La demande d’autorisation de travaux est adressée ou déposée à la mairie de la commune dans laquelle les travaux sont envisagés par le propriétaire du terrain, par un co-indivisaire ou leur mandataire ou une personne attestant être autorisée par eux à exécuter les travaux.

La demande d’autorisation précise la nature des travaux envisagés.

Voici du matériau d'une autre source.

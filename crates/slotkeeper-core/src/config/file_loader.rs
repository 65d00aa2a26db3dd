//! File-based configuration loading and saving

use super::model::SlotkeeperConfig;
use crate::error::{SlotkeeperError, SlotkeeperResult};
use std::fs;
use std::path::Path;

/// Load configuration from a file
///
/// Supports JSON, TOML, and YAML formats based on file extension.
/// Returns default config if file doesn't exist.
pub fn load_from_file(path: &Path) -> SlotkeeperResult<SlotkeeperConfig> {
    if !path.exists() {
        tracing::debug!(path = %path.display(), "config file missing, using defaults");
        return Ok(SlotkeeperConfig::default());
    }

    let content = fs::read_to_string(path).map_err(|e| {
        SlotkeeperError::config_with_context(
            format!("Failed to read config file: {}", e),
            format!("Reading configuration from '{}'", path.display()),
        )
    })?;

    let config = match path.extension().and_then(|s| s.to_str()) {
        Some("toml") => toml::from_str(&content).map_err(|e| {
            SlotkeeperError::config_with_context(
                format!("Failed to parse TOML config: {}", e),
                format!("Deserializing TOML configuration from '{}'", path.display()),
            )
        })?,
        Some("yaml") | Some("yml") => serde_yaml::from_str(&content).map_err(|e| {
            SlotkeeperError::config_with_context(
                format!("Failed to parse YAML config: {}", e),
                format!("Deserializing YAML configuration from '{}'", path.display()),
            )
        })?,
        _ => serde_json::from_str(&content).map_err(|e| {
            SlotkeeperError::config_with_context(
                format!("Failed to parse JSON config: {}", e),
                format!("Deserializing JSON configuration from '{}'", path.display()),
            )
        })?,
    };

    Ok(config)
}

/// Write configuration to a file, format chosen by extension
pub fn save_to_file(config: &SlotkeeperConfig, path: &Path) -> SlotkeeperResult<()> {
    let content = match path.extension().and_then(|s| s.to_str()) {
        Some("toml") => toml::to_string_pretty(config)
            .map_err(|e| SlotkeeperError::config(format!("Failed to serialize TOML: {}", e)))?,
        Some("yaml") | Some("yml") => serde_yaml::to_string(config)
            .map_err(|e| SlotkeeperError::config(format!("Failed to serialize YAML: {}", e)))?,
        _ => serde_json::to_string_pretty(config)?,
    };

    if let Some(parent) = path.parent().filter(|p| !p.as_os_str().is_empty()) {
        fs::create_dir_all(parent)
            .map_err(|e| SlotkeeperError::io_with_path(e.to_string(), parent.display().to_string()))?;
    }
    fs::write(path, content)
        .map_err(|e| SlotkeeperError::io_with_path(e.to_string(), path.display().to_string()))
}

Le dossier joint à la demande d’autorisation est semblable à celui joint à une autorisation d’urbanisme classique type permis. Elle comprend :

– Une notice de présentation des travaux envisagés indiquant les matériaux utilisés et les modes d’exécution des travaux ;

– Un plan permettant de connaître la situation du terrain à l’intérieur de la commune ;

– Un plan de masse faisant apparaître les constructions, les clôtures, la végétation et les éléments paysagers existants et projetés lorsque les travaux portent sur l’aménagement ou la modification du terrain ;

– Deux documents photographiques permettant de situer le terrain respectivement dans l’environnement proche et dans le paysage lointain.

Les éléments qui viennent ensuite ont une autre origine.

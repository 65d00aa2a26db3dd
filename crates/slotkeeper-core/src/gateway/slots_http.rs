//! Inference server slot API over HTTP

use super::{SlotBackend, SlotStatus, SlotTransfer};
use crate::config::{BackendConfig, BackendTimeouts};
use crate::error::{SlotkeeperError, SlotkeeperResult};
use async_trait::async_trait;
use reqwest::{Client, StatusCode};
use serde_json::{Value, json};
use std::time::Duration;
use tracing::{debug, instrument};

/// `GET /slots` and `POST /slots/{id}?action=save|restore|erase`
pub struct HttpSlotBackend {
    client: Client,
    base_url: String,
    timeouts: BackendTimeouts,
}

impl HttpSlotBackend {
    pub fn new(config: &BackendConfig) -> SlotkeeperResult<Self> {
        let client = Client::builder()
            .connect_timeout(Duration::from_secs(config.timeouts.connect))
            .build()
            .map_err(|e| SlotkeeperError::backend(format!("Failed to create HTTP client: {}", e)))?;
        Ok(Self::with_client(client, &config.slots_url, config.timeouts))
    }

    pub fn with_client(client: Client, base_url: &str, timeouts: BackendTimeouts) -> Self {
        Self {
            client,
            base_url: base_url.trim_end_matches('/').to_string(),
            timeouts,
        }
    }

    async fn slot_action(
        &self,
        slot: usize,
        action: &str,
        body: Value,
        budget_secs: u64,
    ) -> SlotkeeperResult<Value> {
        let url = format!("{}/slots/{}?action={}", self.base_url, slot, action);
        let operation = format!("Slot {} {}", slot, action);

        let response = self
            .client
            .post(&url)
            .timeout(Duration::from_secs(budget_secs))
            .json(&body)
            .send()
            .await
            .map_err(|e| classify_transport(e, &operation, budget_secs))?;

        let status = response.status();
        if !status.is_success() {
            let text = response.text().await.unwrap_or_default();
            return Err(classify_status(status, &text, &operation));
        }

        response
            .json::<Value>()
            .await
            .map_err(|e| classify_transport(e, &operation, budget_secs))
    }
}

#[async_trait]
impl SlotBackend for HttpSlotBackend {
    #[instrument(skip(self), level = "debug")]
    async fn slots(&self) -> SlotkeeperResult<Vec<SlotStatus>> {
        let url = format!("{}/slots", self.base_url);
        let budget = self.timeouts.slot_info;

        let response = self
            .client
            .get(&url)
            .timeout(Duration::from_secs(budget))
            .send()
            .await
            .map_err(|e| classify_transport(e, "Slot info", budget))?;

        let status = response.status();
        if !status.is_success() {
            let text = response.text().await.unwrap_or_default();
            return Err(classify_status(status, &text, "Slot info"));
        }

        let value: Value = response
            .json()
            .await
            .map_err(|e| classify_transport(e, "Slot info", budget))?;
        parse_slots(value)
    }

    #[instrument(skip(self), level = "debug")]
    async fn save(&self, slot: usize, filename: &str) -> SlotkeeperResult<SlotTransfer> {
        let value = self
            .slot_action(slot, "save", json!({ "filename": filename }), self.timeouts.save)
            .await?;
        let transfer = parse_transfer(&value, "n_saved", "n_written", "save_ms");
        debug!(slot, filename, tokens = ?transfer.tokens, bytes = ?transfer.bytes, "slot saved");
        Ok(transfer)
    }

    #[instrument(skip(self), level = "debug")]
    async fn restore(&self, slot: usize, filename: &str) -> SlotkeeperResult<SlotTransfer> {
        let value = self
            .slot_action(
                slot,
                "restore",
                json!({ "filename": filename }),
                self.timeouts.restore,
            )
            .await?;
        let transfer = parse_transfer(&value, "n_restored", "n_read", "restore_ms");
        debug!(slot, filename, tokens = ?transfer.tokens, "slot restored");
        Ok(transfer)
    }

    #[instrument(skip(self), level = "debug")]
    async fn erase(&self, slot: usize) -> SlotkeeperResult<()> {
        self.slot_action(slot, "erase", json!({}), self.timeouts.erase)
            .await?;
        Ok(())
    }
}

pub(super) fn classify_transport(
    error: reqwest::Error,
    operation: &str,
    budget_secs: u64,
) -> SlotkeeperError {
    if error.is_timeout() {
        SlotkeeperError::timeout(operation, budget_secs)
    } else if error.is_decode() {
        SlotkeeperError::json(format!("{}: {}", operation, error))
    } else {
        SlotkeeperError::backend(format!("{} failed: {}", operation, error))
    }
}

pub(super) fn classify_status(status: StatusCode, body: &str, operation: &str) -> SlotkeeperError {
    let detail = error_detail(body);
    let lower = detail.to_lowercase();

    if status == StatusCode::NOT_FOUND
        || lower.contains("not found")
        || lower.contains("failed to open")
        || lower.contains("no such file")
        || lower.contains("does not exist")
    {
        return SlotkeeperError::not_found_resource(
            format!("{}: {}", operation, detail),
            "Cache file",
        );
    }

    if status == StatusCode::NOT_IMPLEMENTED {
        return SlotkeeperError::backend_status(
            format!(
                "{}: slot persistence is disabled on the server (start it with --slot-save-path)",
                operation
            ),
            status.as_u16(),
        );
    }

    SlotkeeperError::backend_status(format!("{}: {}", operation, detail), status.as_u16())
}

/// Pull `error.message` out of a JSON error body, else return the raw body
fn error_detail(body: &str) -> String {
    serde_json::from_str::<Value>(body)
        .ok()
        .and_then(|v| {
            v.pointer("/error/message")
                .or_else(|| v.get("error"))
                .or_else(|| v.get("message"))
                .and_then(Value::as_str)
                .map(str::to_string)
        })
        .unwrap_or_else(|| body.trim().to_string())
}

/// Accept both the array and the id-keyed map shape of `GET /slots`
fn parse_slots(value: Value) -> SlotkeeperResult<Vec<SlotStatus>> {
    let items: Vec<Value> = match value {
        Value::Array(items) => items,
        Value::Object(map) => {
            let mut entries: Vec<(String, Value)> = map.into_iter().collect();
            entries.sort_by_key(|(key, _)| key.parse::<usize>().unwrap_or(usize::MAX));
            entries.into_iter().map(|(_, v)| v).collect()
        }
        other => {
            return Err(SlotkeeperError::json(format!(
                "Unexpected slots payload: {}",
                other
            )));
        }
    };

    Ok(items
        .iter()
        .enumerate()
        .map(|(index, item)| SlotStatus {
            id: item
                .get("id")
                .and_then(Value::as_u64)
                .map(|id| id as usize)
                .unwrap_or(index),
            is_processing: item
                .get("is_processing")
                .and_then(Value::as_bool)
                .or_else(|| item.get("state").and_then(Value::as_u64).map(|s| s != 0))
                .unwrap_or(false),
        })
        .collect())
}

fn parse_transfer(value: &Value, tokens_key: &str, bytes_key: &str, ms_key: &str) -> SlotTransfer {
    SlotTransfer {
        tokens: value.get(tokens_key).and_then(Value::as_u64),
        bytes: value.get(bytes_key).and_then(Value::as_u64),
        elapsed_ms: value
            .get("timings")
            .and_then(|t| t.get(ms_key))
            .and_then(Value::as_f64),
    }
}

#[cfg(test)]
mod tests {
    use super::*;
    use crate::error::ErrorKind;
    use wiremock::matchers::{body_json, method, path, query_param};
    use wiremock::{Mock, MockServer, ResponseTemplate};

    fn backend(uri: &str, timeouts: BackendTimeouts) -> HttpSlotBackend {
        let client = Client::builder().no_proxy().build().expect("client");
        HttpSlotBackend::with_client(client, uri, timeouts)
    }

    #[tokio::test]
    async fn test_slots_array_shape() {
        let server = MockServer::start().await;
        Mock::given(method("GET"))
            .and(path("/slots"))
            .respond_with(ResponseTemplate::new(200).set_body_json(json!([
                {"id": 0, "is_processing": false},
                {"id": 1, "is_processing": true}
            ])))
            .mount(&server)
            .await;

        let slots = backend(&server.uri(), BackendTimeouts::default())
            .slots()
            .await
            .unwrap();
        assert_eq!(
            slots,
            vec![
                SlotStatus { id: 0, is_processing: false },
                SlotStatus { id: 1, is_processing: true },
            ]
        );
    }

    #[tokio::test]
    async fn test_slots_map_shape_sorted_by_key() {
        let server = MockServer::start().await;
        Mock::given(method("GET"))
            .and(path("/slots"))
            .respond_with(ResponseTemplate::new(200).set_body_json(json!({
                "1": {"state": 1},
                "0": {"state": 0}
            })))
            .mount(&server)
            .await;

        let slots = backend(&server.uri(), BackendTimeouts::default())
            .slots()
            .await
            .unwrap();
        assert_eq!(slots.len(), 2);
        assert!(!slots[0].is_processing);
        assert!(slots[1].is_processing);
    }

    #[tokio::test]
    async fn test_save_sends_filename_and_parses_stats() {
        let server = MockServer::start().await;
        Mock::given(method("POST"))
            .and(path("/slots/2"))
            .and(query_param("action", "save"))
            .and(body_json(json!({"filename": "c_20240101000000_character_A.bin"})))
            .respond_with(ResponseTemplate::new(200).set_body_json(json!({
                "id_slot": 2,
                "filename": "c_20240101000000_character_A.bin",
                "n_saved": 1745,
                "n_written": 14309796,
                "timings": {"save_ms": 49.865}
            })))
            .expect(1)
            .mount(&server)
            .await;

        let transfer = backend(&server.uri(), BackendTimeouts::default())
            .save(2, "c_20240101000000_character_A.bin")
            .await
            .unwrap();
        assert_eq!(transfer.tokens, Some(1745));
        assert_eq!(transfer.bytes, Some(14309796));
        assert_eq!(transfer.elapsed_ms, Some(49.865));
    }

    #[tokio::test]
    async fn test_restore_missing_file_is_not_found() {
        let server = MockServer::start().await;
        Mock::given(method("POST"))
            .and(path("/slots/0"))
            .and(query_param("action", "restore"))
            .respond_with(ResponseTemplate::new(400).set_body_json(json!({
                "error": {"code": 400, "message": "failed to open file"}
            })))
            .mount(&server)
            .await;

        let err = backend(&server.uri(), BackendTimeouts::default())
            .restore(0, "gone.bin")
            .await
            .unwrap_err();
        assert_eq!(err.kind(), ErrorKind::NotFound);
    }

    #[tokio::test]
    async fn test_save_timeout_is_distinct() {
        let server = MockServer::start().await;
        Mock::given(method("POST"))
            .and(path("/slots/0"))
            .respond_with(
                ResponseTemplate::new(200)
                    .set_body_json(json!({}))
                    .set_delay(Duration::from_secs(3)),
            )
            .mount(&server)
            .await;

        let timeouts = BackendTimeouts {
            save: 1,
            ..Default::default()
        };
        let err = backend(&server.uri(), timeouts)
            .save(0, "slow.bin")
            .await
            .unwrap_err();
        assert_eq!(err.kind(), ErrorKind::Timeout);
        assert!(matches!(err, SlotkeeperError::Timeout { seconds: 1, .. }));
    }

    #[tokio::test]
    async fn test_erase_server_error_is_backend_unavailable() {
        let server = MockServer::start().await;
        Mock::given(method("POST"))
            .and(path("/slots/3"))
            .and(query_param("action", "erase"))
            .respond_with(ResponseTemplate::new(500).set_body_string("boom"))
            .mount(&server)
            .await;

        let err = backend(&server.uri(), BackendTimeouts::default())
            .erase(3)
            .await
            .unwrap_err();
        assert_eq!(err.kind(), ErrorKind::BackendUnavailable);
        assert!(matches!(
            err,
            SlotkeeperError::BackendUnavailable {
                status_code: Some(500),
                ..
            }
        ));
    }

    #[test]
    fn test_classify_not_implemented() {
        let err = classify_status(StatusCode::NOT_IMPLEMENTED, "", "Slot 0 save");
        assert!(err.to_string().contains("--slot-save-path"));
    }
}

Le Maire conserve un exemplaire du dossier et transmet un exemplaire de la demande et du dossier à l’architecte des Bâtiments de France et un exemplaire au préfet.

Lorsque le dossier est complet, le silence gardé par le préfet pendant deux mois à compter du dépôt de la demande vaut autorisation en application de l’article L. 231-1 du code des relations entre le public et l’administration.

Lorsque le dossier est incomplet, le préfet avise le demandeur, dans un délai d’un mois à compter de l’enregistrement de la demande, des pièces manquant à son dossier. Dans ce cas, le délai susvisé court à compter du dépôt de ces pièces. A défaut pour le demandeur de déposer ces pièces auprès du maire dans un délai de trois mois à compter de la réception de cet avis, la demande est réputée rejetée.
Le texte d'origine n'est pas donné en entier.